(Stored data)

+-------+

use std::sync::Arc;

use crate::adapters::{FfmpegAdapter, FfprobeAdapter, TracingReporter};
use crate::app::plan_interactor::PlanInteractor;
use crate::app::session::{JobSession, PipelinePorts};
use crate::ports::{ConcatPort, ProbePort, ReportPort, TranscodePort};

/// Environment variable overriding the ffmpeg executable
pub const FFMPEG_ENV: &str = "REEL_FFMPEG";
/// Environment variable overriding the ffprobe executable
pub const FFPROBE_ENV: &str = "REEL_FFPROBE";

pub trait AppContainer: Send + Sync {
    fn ports(&self) -> PipelinePorts;
    fn plan_interactor(&self) -> PlanInteractor;
    fn job_session(&self) -> JobSession;
}

/// Wires the ffmpeg-backed adapters into the application layer
pub struct DefaultAppContainer {
    ports: PipelinePorts,
}

impl DefaultAppContainer {
    pub fn new() -> Self {
        let ffmpeg = std::env::var_os(FFMPEG_ENV).unwrap_or_else(|| "ffmpeg".into());
        let ffprobe = std::env::var_os(FFPROBE_ENV).unwrap_or_else(|| "ffprobe".into());

        let probe_port = Arc::new(FfprobeAdapter::new(ffprobe));
        let exec_port = Arc::new(FfmpegAdapter::new(ffmpeg));
        let report_port = Arc::new(TracingReporter::new());

        Self {
            ports: PipelinePorts {
                probe: probe_port as Arc<dyn ProbePort>,
                transcoder: Arc::clone(&exec_port) as Arc<dyn TranscodePort>,
                concatenator: exec_port as Arc<dyn ConcatPort>,
                reporter: report_port as Arc<dyn ReportPort>,
            },
        }
    }
}

impl Default for DefaultAppContainer {
    fn default() -> Self {
        Self::new()
    }
}

impl AppContainer for DefaultAppContainer {
    fn ports(&self) -> PipelinePorts {
        self.ports.clone()
    }

    fn plan_interactor(&self) -> PlanInteractor {
        PlanInteractor::new(
            Arc::clone(&self.ports.probe),
            Arc::clone(&self.ports.reporter),
        )
    }

    fn job_session(&self) -> JobSession {
        JobSession::new(self.ports.clone())
    }
}
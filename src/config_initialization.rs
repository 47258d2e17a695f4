//! Configuration initialization and hierarchy management

use std::path::Path;

use tracing::{debug, info};

use crate::adapters::toml_config::JobConfigLayer;
use crate::domain::model::JobConfig;
use crate::error::ReelResult;
use crate::utils::path::expand_inputs;

/// Resolve a job configuration following precedence: CLI > Env > File > Defaults.
///
/// Input directories are expanded to the video files they contain and the
/// result is validated.
pub fn resolve_job_config(
    config_file: Option<&Path>,
    cli_layer: JobConfigLayer,
) -> ReelResult<JobConfig> {
    resolve_with_env(config_file, JobConfigLayer::from_env()?, cli_layer)
}

/// Same as [`resolve_job_config`] with an explicit environment layer
pub fn resolve_with_env(
    config_file: Option<&Path>,
    env_layer: JobConfigLayer,
    cli_layer: JobConfigLayer,
) -> ReelResult<JobConfig> {
    info!("Initializing configuration hierarchy");

    let file_layer = match config_file {
        Some(path) => JobConfigLayer::from_file(path)?,
        None => JobConfigLayer::default(),
    };

    let mut config = file_layer
        .overlay(env_layer)
        .overlay(cli_layer)
        .apply(JobConfig::default());

    config.files = expand_inputs(&config.files)?;
    config.validate()?;

    debug!(?config, "Resolved job configuration");
    Ok(config)
}
//! Progress accounting for concurrent extraction tasks

use std::sync::Arc;

use tokio::sync::Mutex;

use crate::domain::model::EXTRACTION_PROGRESS_WEIGHT;
use crate::ports::ReportPort;
use crate::utils::weighted_percent;

/// Shared counter of extraction tasks that reached a terminal state.
///
/// Every increment, together with the percentage and log line it
/// produces, happens inside one critical section, so reports are never
/// lost or interleaved. The counter only moves forward.
pub struct ExtractionProgress {
    done: Mutex<usize>,
    total: usize,
    reporter: Arc<dyn ReportPort>,
}

impl ExtractionProgress {
    pub fn new(total: usize, reporter: Arc<dyn ReportPort>) -> Self {
        Self {
            done: Mutex::new(0),
            total,
            reporter,
        }
    }

    /// Record one finished task and report it. Returns the new count.
    pub async fn complete(&self, message: &str) -> usize {
        let mut done = self.done.lock().await;
        *done += 1;
        let percent = weighted_percent(*done, self.total, EXTRACTION_PROGRESS_WEIGHT);
        self.reporter.progress(percent);
        self.reporter.log(message);
        *done
    }

    pub async fn done(&self) -> usize {
        *self.done.lock().await
    }

    pub fn total(&self) -> usize {
        self.total
    }
}
//! Command-line argument definitions

use std::path::PathBuf;

use clap::Args;
use clap_num::number_range;

use crate::adapters::toml_config::JobConfigLayer;
use crate::domain::model::{
    MAX_SEGMENTS_PER_FILE, MAX_SEGMENT_SECONDS, MAX_START_OFFSET_MIN, MAX_TIMEOUT_SECONDS,
};

fn parse_count(s: &str) -> Result<u32, String> {
    number_range(s, 1, MAX_SEGMENTS_PER_FILE)
}

fn parse_segment_seconds(s: &str) -> Result<u32, String> {
    number_range(s, 1, MAX_SEGMENT_SECONDS)
}

fn parse_offset_minutes(s: &str) -> Result<u32, String> {
    number_range(s, 0, MAX_START_OFFSET_MIN)
}

fn parse_timeout_seconds(s: &str) -> Result<u64, String> {
    number_range(s, 1, MAX_TIMEOUT_SECONDS)
}

fn flag(value: bool) -> Option<bool> {
    value.then_some(true)
}

/// Inputs and sampling policy shared by `run` and `plan`
#[derive(Args, Debug)]
pub struct PlanningArgs {
    /// Input video files or directories
    #[arg(required = true)]
    pub inputs: Vec<PathBuf>,

    /// Minimum segments drawn per file
    #[arg(long, value_parser = parse_count)]
    pub count_min: Option<u32>,

    /// Maximum segments drawn per file
    #[arg(long, value_parser = parse_count)]
    pub count_max: Option<u32>,

    /// Minimum segment length (seconds)
    #[arg(long, value_parser = parse_segment_seconds)]
    pub segment_min: Option<u32>,

    /// Maximum segment length (seconds)
    #[arg(long, value_parser = parse_segment_seconds)]
    pub segment_max: Option<u32>,

    /// Minutes to skip at the start of every file
    #[arg(long, value_parser = parse_offset_minutes)]
    pub start_offset_min: Option<u32>,

    /// Place segments at random times instead of packing them sequentially
    #[arg(long)]
    pub random_time: bool,

    /// Shuffle segment order across all files
    #[arg(long)]
    pub shuffle: bool,

    /// Seed for reproducible plans
    #[arg(long)]
    pub seed: Option<u64>,

    /// Directory for intermediate segment files
    #[arg(long)]
    pub scratch_dir: Option<PathBuf>,
}

impl PlanningArgs {
    pub fn to_layer(&self) -> JobConfigLayer {
        JobConfigLayer {
            files: Some(self.inputs.clone()),
            count_min: self.count_min,
            count_max: self.count_max,
            segment_min: self.segment_min,
            segment_max: self.segment_max,
            start_offset_min: self.start_offset_min,
            random_time: flag(self.random_time),
            shuffle_segments: flag(self.shuffle),
            seed: self.seed,
            scratch_dir: self.scratch_dir.clone(),
            ..Default::default()
        }
    }
}

/// Arguments for the run command
#[derive(Args, Debug)]
pub struct RunArgs {
    #[command(flatten)]
    pub planning: PlanningArgs,

    /// Output file path
    #[arg(short, long)]
    pub output: Option<PathBuf>,

    /// Use hardware-accelerated (NVENC) encoding
    #[arg(long)]
    pub gpu: bool,

    /// Remove leftover segments even when the run fails
    #[arg(long)]
    pub cleanup_on_failure: bool,

    /// Seconds to wait for each ffmpeg call before killing it
    #[arg(long, value_parser = parse_timeout_seconds)]
    pub timeout: Option<u64>,
}

impl RunArgs {
    pub fn to_layer(&self) -> JobConfigLayer {
        JobConfigLayer {
            output_path: self.output.clone(),
            gpu: flag(self.gpu),
            cleanup_on_failure: flag(self.cleanup_on_failure),
            transcode_timeout_secs: self.timeout,
            ..self.planning.to_layer()
        }
    }
}

/// Arguments for the plan command
#[derive(Args, Debug)]
pub struct PlanArgs {
    #[command(flatten)]
    pub planning: PlanningArgs,

    /// Output in JSON format
    #[arg(long)]
    pub json: bool,
}

/// Arguments for the probe command
#[derive(Args, Debug)]
pub struct ProbeArgs {
    /// Input video files or directories
    #[arg(required = true)]
    pub inputs: Vec<PathBuf>,

    /// Output in JSON format
    #[arg(long)]
    pub json: bool,
}
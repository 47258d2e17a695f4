//! Time formatting utilities

/// Seconds as passed to ffmpeg's `-ss`/`-t` options (millisecond precision)
pub fn ffmpeg_seconds(seconds: f64) -> String {
    format!("{:.3}", seconds)
}

/// Format seconds to HH:MM:SS.ms (or MM:SS.ms under an hour)
pub fn format_hms(seconds: f64) -> String {
    let total_ms = (seconds.max(0.0) * 1000.0).round() as u64;
    let hours = total_ms / 3_600_000;
    let minutes = (total_ms % 3_600_000) / 60_000;
    let secs = (total_ms % 60_000) / 1000;
    let milliseconds = total_ms % 1000;

    if hours > 0 {
        format!(
            "{:02}:{:02}:{:02}.{:03}",
            hours, minutes, secs, milliseconds
        )
    } else {
        format!("{:02}:{:02}.{:03}", minutes, secs, milliseconds)
    }
}
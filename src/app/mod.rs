// Application layer - Use case interactors

pub mod container;
pub mod plan_interactor;
pub mod session;

// Re-export interactors
pub use container::{AppContainer, DefaultAppContainer};
pub use plan_interactor::PlanInteractor;
pub use session::{JobSession, PipelinePorts};
// Ports - Interface definitions (contracts)

use std::path::{Path, PathBuf};

use async_trait::async_trait;

use crate::domain::errors::*;
use crate::domain::model::*;

/// Port for determining a source's duration
#[async_trait]
pub trait ProbePort: Send + Sync {
    /// Duration of the media file, in seconds
    async fn probe_duration(&self, file_path: &Path) -> Result<f64, DomainError>;
}

/// Port for extracting one normalized segment.
///
/// Implementations must normalize output to a fixed profile so segments
/// can be concatenated, and must create the output directory as needed.
/// On success the returned string is the collaborator's diagnostic text.
#[async_trait]
pub trait TranscodePort: Send + Sync {
    async fn extract(
        &self,
        request: &SegmentRequest,
        acceleration: Acceleration,
    ) -> Result<String, DomainError>;
}

/// Port for merging normalized segments, in order, into one file
#[async_trait]
pub trait ConcatPort: Send + Sync {
    async fn concat(
        &self,
        segments: &[PathBuf],
        output_path: &Path,
        acceleration: Acceleration,
    ) -> Result<String, DomainError>;
}

/// Port for the UI/log boundary. All calls are fire-and-forget.
pub trait ReportPort: Send + Sync {
    /// Free-text log line
    fn log(&self, message: &str);

    /// Overall progress, 0-100
    fn progress(&self, percent: u32);

    /// Terminal outcome of a run; emitted once per run
    fn finished(&self, success: bool, message: &str);
}
//! Highlight Reel Library
//!
//! Plans time segments across many source videos, extracts them with a
//! bounded pool of transcoder invocations and concatenates the survivors
//! into a single output file.

pub mod adapters;
pub mod app;
pub mod cli;
pub mod config_initialization;
pub mod domain;
pub mod engine;
pub mod error;
pub mod ports;
pub mod utils;

// Re-export commonly used types
pub use app::{JobSession, PipelinePorts};
pub use domain::errors::DomainError;
pub use domain::model::{Acceleration, JobConfig, RunOutcome, SegmentRequest, SessionState};
pub use domain::rules::{PlanSkip, SegmentPlanner};
pub use engine::{CancelToken, ConcatStage, ExtractionOrchestrator, ExtractionStatus};
pub use error::{ReelError, ReelResult};
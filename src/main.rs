//! Highlight Reel CLI
//!
//! Samples segments from a set of source videos, extracts each one into a
//! normalized intermediate file and concatenates the survivors into one
//! output file.
//!
//! # Usage
//!
//! ```bash
//! reel run ./footage -o reel.mp4 --count-min 2 --count-max 4 --random-time
//! reel plan a.mp4 b.mkv --segment-min 5 --segment-max 10 --json
//! reel probe ./footage
//! ```

use anyhow::Result;
use clap::Parser;
use tracing::info;

use highlight_reel::cli::{commands, Cli, Commands};
use highlight_reel::utils::logging::{init_logging, LogFormat, LogLevel, LoggingConfig};

#[tokio::main]
async fn main() -> Result<()> {
    let cli = Cli::parse();

    init_logging(&LoggingConfig {
        level: LogLevel::parse(&cli.log_level)?,
        format: LogFormat::parse(&cli.log_format)?,
        ..LoggingConfig::default()
    });

    info!(version = env!("CARGO_PKG_VERSION"), "Starting Highlight Reel");

    let config_file = cli.config.as_deref();
    match cli.command {
        Commands::Run(args) => commands::run(config_file, args).await,
        Commands::Plan(args) => commands::plan(config_file, args).await,
        Commands::Probe(args) => commands::probe(args).await,
    }
}
//! Common utilities and types for the Lodestar robot

/// Common types used across the codebase
pub mod types {
    use nalgebra::Vector3;

    /// A 3-axis magnetic-field vector in microtesla
    pub type MagneticVector = Vector3<f64>;

    /// A point on the reference map's tile grid
    pub type TilePoint = (f64, f64);
}

use types::TilePoint;

/// Heading from one tile point to another, in radians normalized to [0, 2*pi).
///
/// Used once at startup to aim the robot from the starting location toward
/// the target before fingerprint updates take over.
pub fn heading_between(from: TilePoint, to: TilePoint) -> f64 {
    let angle = (to.1 - from.1).atan2(to.0 - from.0);
    if angle >= 0.0 {
        angle
    } else {
        angle + 2.0 * std::f64::consts::PI
    }
}

/// Same heading in degrees, [0, 360).
pub fn heading_between_degrees(from: TilePoint, to: TilePoint) -> f64 {
    heading_between(from, to).to_degrees()
}

#[cfg(test)]
mod tests {
    use super::*;

    #[test]
    fn heading_is_normalized() {
        // straight east
        assert!((heading_between((0.0, 0.0), (1.0, 0.0)) - 0.0).abs() < 1e-12);
        // straight north
        let north = heading_between((0.0, 0.0), (0.0, 1.0));
        assert!((north - std::f64::consts::FRAC_PI_2).abs() < 1e-12);
        // south-west lands in the upper half of the range, not negative
        let sw = heading_between((1.0, 1.0), (0.0, 0.0));
        assert!(sw > std::f64::consts::PI && sw < 2.0 * std::f64::consts::PI);
    }

    #[test]
    fn heading_degrees_matches_radians() {
        let d = heading_between_degrees((0.0, 0.0), (-1.0, 0.0));
        assert!((d - 180.0).abs() < 1e-9);
    }
}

+-------+

* Task directions
Begin with the first line of the data above and, please, print each line exactly until you have printed the line containing "fn plan_interactor(&self) -> PlanInteractor;"; print nothing else.

* Final answer
use std::sync::Arc;

use crate::adapters::{FfmpegAdapter, FfprobeAdapter, TracingReporter};
use crate::app::plan_interactor::PlanInteractor;
use crate::app::session::{JobSession, PipelinePorts};
use crate::ports::{ConcatPort, ProbePort, ReportPort, TranscodePort};

/// Environment variable overriding the ffmpeg executable
pub const FFMPEG_ENV: &str = "REEL_FFMPEG";
/// Environment variable overriding the ffprobe executable
pub const FFPROBE_ENV: &str = "REEL_FFPROBE";

pub trait AppContainer: Send + Sync {
    fn ports(&self) -> PipelinePorts;
    fn plan_interactor(&self) -> PlanInteractor;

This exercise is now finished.